Day 14. Tue., July 26 (57°10’46” N, 75°07’28” W)
Day 14. Tue., July 26 (57°10’46” N, 75°07’28” W)
Camp 14 and much of Lake Minto
In which a sea kayak proves to be the right boat.
8PM 57°16’16” N, 74°46’49” W
Good paddle today. Wind from the ENE right in my face all day long but not nearly the battle I was expecting.
I made it from the cabins through all the tiny islands southwest of the Iles Simiualuit. I probably traveled only about 25km as the duck flies, as I had to hug the shore along two long, prominent east-west hills (collines on the map) to get some wind shadow. Going to say a word of thanks that it looks to be a clear and slightly breezy night.
The day began well. Though the wind was up, the sun came back out after yesterday’s downpour, and I was reinvigorated after relaxing completely last night. The temptation to stay longer was strong, but tempering it was the knowledge that I am behind schedule and I have a limited amount of food. I have a fishing rod for emergencies, but I don’t want it to come to that. The vast majority of this route carries me above the northern tree limit and there is little up here that looks like fuel for a campfire. Cooking a big fish over my tiny camp stove would be a stretch. I’d rather not do that unless I need to.

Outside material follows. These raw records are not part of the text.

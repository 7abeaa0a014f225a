//! Lifecycle driver: deferred attach, debounced updates, teardown.

use crate::capabilities::Capabilities;
use crate::debouncer::Debouncer;
use crate::headroom::{HeaderState, Headroom, Transitions};
use crate::host::{ClassList, FrameHost, Scroller};
use crate::options::HeadroomOptions;
use log::{debug, warn};
use std::cell::{Cell, RefCell};
use std::fmt;
use std::rc::{Rc, Weak};
use web_time::Duration;

/// Delay between `init` and attaching, so the browser can restore the
/// previous scroll position first.
pub const INIT_DELAY: Duration = Duration::from_millis(100);

type SharedHeadroom<S, T> = Rc<RefCell<Headroom<Rc<S>, T>>>;

/// A [`Headroom`] wired to a scroller and an event loop.
///
/// Scroll notifications go through a [`Debouncer`], so at most one evaluation
/// runs per animation frame. Frame and timer callbacks only hold weak
/// references; dropping the `ScrollHeader` silences them.
pub struct ScrollHeader<S, T, H> {
    headroom: SharedHeadroom<S, T>,
    scroller: Rc<S>,
    host: Rc<H>,
    debouncer: Rc<Debouncer<Rc<H>>>,
    enabled: bool,
    /// Bumped by `destroy` to cancel a pending deferred attach.
    epoch: Rc<Cell<u64>>,
}

impl<S, T, H> ScrollHeader<S, T, H>
where
    S: Scroller + 'static,
    T: ClassList + 'static,
    H: FrameHost + 'static,
{
    /// `capabilities` is checked once here; a failing host yields an inert
    /// widget.
    pub fn new(
        target: T,
        scroller: Rc<S>,
        host: Rc<H>,
        options: HeadroomOptions,
        capabilities: Capabilities,
    ) -> Self {
        let headroom = Rc::new(RefCell::new(Headroom::new(
            target,
            Rc::clone(&scroller),
            options,
        )));
        let weak = Rc::downgrade(&headroom);
        let debouncer = Rc::new(Debouncer::new(Rc::clone(&host), move || {
            if let Some(headroom) = weak.upgrade() {
                run_update(&headroom);
            }
        }));

        let enabled = capabilities.cuts_the_mustard();
        if !enabled {
            warn!(
                "headroom disabled, host lacks {}",
                capabilities.missing().join(", ")
            );
        }

        Self {
            headroom,
            scroller,
            host,
            debouncer,
            enabled,
            epoch: Rc::new(Cell::new(0)),
        }
    }

    /// Marks the target and schedules the attach after [`INIT_DELAY`].
    ///
    /// Returns false, doing nothing, on a host that failed the capability
    /// check.
    pub fn init(&self) -> bool {
        if !self.enabled {
            return false;
        }
        self.headroom.borrow().mark_initial();

        let headroom = Rc::downgrade(&self.headroom);
        let debouncer = Rc::downgrade(&self.debouncer);
        let epoch = Rc::clone(&self.epoch);
        let scheduled_at = epoch.get();
        self.host.set_timeout(
            INIT_DELAY,
            Box::new(move || {
                if epoch.get() != scheduled_at {
                    debug!("headroom attach cancelled by destroy");
                    return;
                }
                if let (Some(headroom), Some(debouncer)) = (headroom.upgrade(), debouncer.upgrade())
                {
                    attach(&headroom, &debouncer);
                }
            }),
        );
        true
    }

    /// Removes the listener and every class marker. Safe before `init` or
    /// after a previous `destroy`.
    pub fn destroy(&self) {
        if !self.enabled {
            return;
        }
        self.epoch.set(self.epoch.get().wrapping_add(1));
        self.scroller.remove_scroll_listener();
        self.headroom.borrow_mut().detach();
    }

    /// Schedules a debounced evaluation, as a scroll event would.
    pub fn notify(&self) {
        if self.enabled && self.is_attached() {
            self.debouncer.handle_event();
        }
    }

    /// Evaluates immediately and fires hooks, bypassing the debouncer.
    pub fn update(&self) -> Transitions {
        if !self.enabled {
            return Transitions::new();
        }
        evaluate_and_dispatch(&self.headroom)
    }

    pub fn is_enabled(&self) -> bool {
        self.enabled
    }

    pub fn is_attached(&self) -> bool {
        self.headroom.borrow().is_attached()
    }

    pub fn state(&self) -> HeaderState {
        self.headroom.borrow().state()
    }

    pub fn last_known_scroll_y(&self) -> i32 {
        self.headroom.borrow().last_known_scroll_y()
    }

    pub fn is_update_pending(&self) -> bool {
        self.debouncer.is_ticking()
    }
}

impl<S, T, H> fmt::Debug for ScrollHeader<S, T, H> {
    fn fmt(&self, f: &mut fmt::Formatter<'_>) -> fmt::Result {
        f.debug_struct("ScrollHeader")
            .field("headroom", &self.headroom)
            .field("debouncer", &self.debouncer)
            .field("enabled", &self.enabled)
            .finish()
    }
}

fn attach<S, T, H>(headroom: &SharedHeadroom<S, T>, debouncer: &Rc<Debouncer<Rc<H>>>)
where
    S: Scroller + 'static,
    T: ClassList + 'static,
    H: FrameHost + 'static,
{
    let scroller = {
        let mut headroom = headroom.borrow_mut();
        if !headroom.attach() {
            return;
        }
        Rc::clone(headroom.scroller())
    };

    let listener: Weak<Debouncer<Rc<H>>> = Rc::downgrade(debouncer);
    scroller.add_scroll_listener(Rc::new(move || {
        if let Some(debouncer) = listener.upgrade() {
            debouncer.handle_event();
        }
    }));

    // Reflect the restored position right away.
    debouncer.handle_event();
}

fn run_update<S, T>(headroom: &SharedHeadroom<S, T>)
where
    S: Scroller,
    T: ClassList,
{
    if !headroom.borrow().is_attached() {
        return;
    }
    evaluate_and_dispatch(headroom);
}

/// Hooks run after the borrow is released, so they may call back in.
fn evaluate_and_dispatch<S, T>(headroom: &SharedHeadroom<S, T>) -> Transitions
where
    S: Scroller,
    T: ClassList,
{
    let (transitions, callbacks) = {
        let mut headroom = headroom.borrow_mut();
        let transitions = headroom.evaluate();
        (transitions, headroom.callbacks().clone())
    };
    callbacks.dispatch(&transitions);
    transitions
}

I also suffered a delay this morning because my sprayskirt suffered a catastrophic failure. About an hour after launch (following another silent thanks to both Jack and the weather gods), I put into shore to relieve myself. As I pulled the skirt back up and around me, its tube ripped away from the stretch surface, leaving a gaping hole about a third of its circumference. I just about had a meltdown on the beach. How am I going to run a 200+ km whitewater river without it? I gathered my wits as best I could and sewed it up with an awl and a length of shock cord I unthreaded from the top of my deck bag. We’ll see how well it does. I have no choice.
I thought, I wonder if I can plug the holes between stitches with something … would Aquaseal work? It’s something I never got around to trying.
What a trip this is turning into. But even a string of difficulties and constant exertion cannot distract me from the awesome beauty of this place.
Minto is big water, inspiring water. On some abstract level, I knew it would be. But I used small-scale, 1:50,000 maps to navigate the ponds and switched to a large-scale, 1:250,000 map for the lake, and somehow my perspective is just now catching up to the change. Moving an inch on the chart is the work of hours. I hug the shoreline and gaze across miles of blue, with the far horizon hazy in the distance.
Closer by, the surrounding hills are very green, tall and rocky, and there are countless erratics dotting the landscape everywhere. Tija Luste memorably compared them to chocolate jimmies, which they do resemble, except they are as gray as chocolate that has moldered for ages. The ice sheets that dropped these massive stones must have been incomprehensibly large. I’ve never set foot on Greenland, but I did fly over its southern ice field a few years back. Envisioning something like that ice blanketing this landscape stretches my imagination.
The breeze made crossings between islands and points difficult at times, but a big lake is the sort of water a sea kayak was made for. One time, rounding a point and seeing four kilometers of whitecaps ahead of me with the wind straight in my face, I stroked my kayak’s deck and told her, with a few affectionate obscenities, that it was time for some fun. We charged into the wind and pierced it like the awl punching my sprayskirt. Reaching the far shore, I felt more invigorated than tired. I clearly needed that emotional boost.
Now I have a decent campsite and a sunny, calm evening. All of my many wet clothes are spread out atop the brush and I’m crossing fingers that they will, at long last, be dry by morning. My hiking boots are still damp from days of soggy portaging and my heel blisters still hurt. Moleskin has helped but has not been a perfect solution. I am grateful that the thick lichen cover is soft and springy. I am walking around barefoot when the weather allows, and on warm dry evenings like this one, it feels wonderful.
The plan is to be on the water by 7:30 tomorrow morning if not earlier to take advantage of this great weather. Want to really make wake.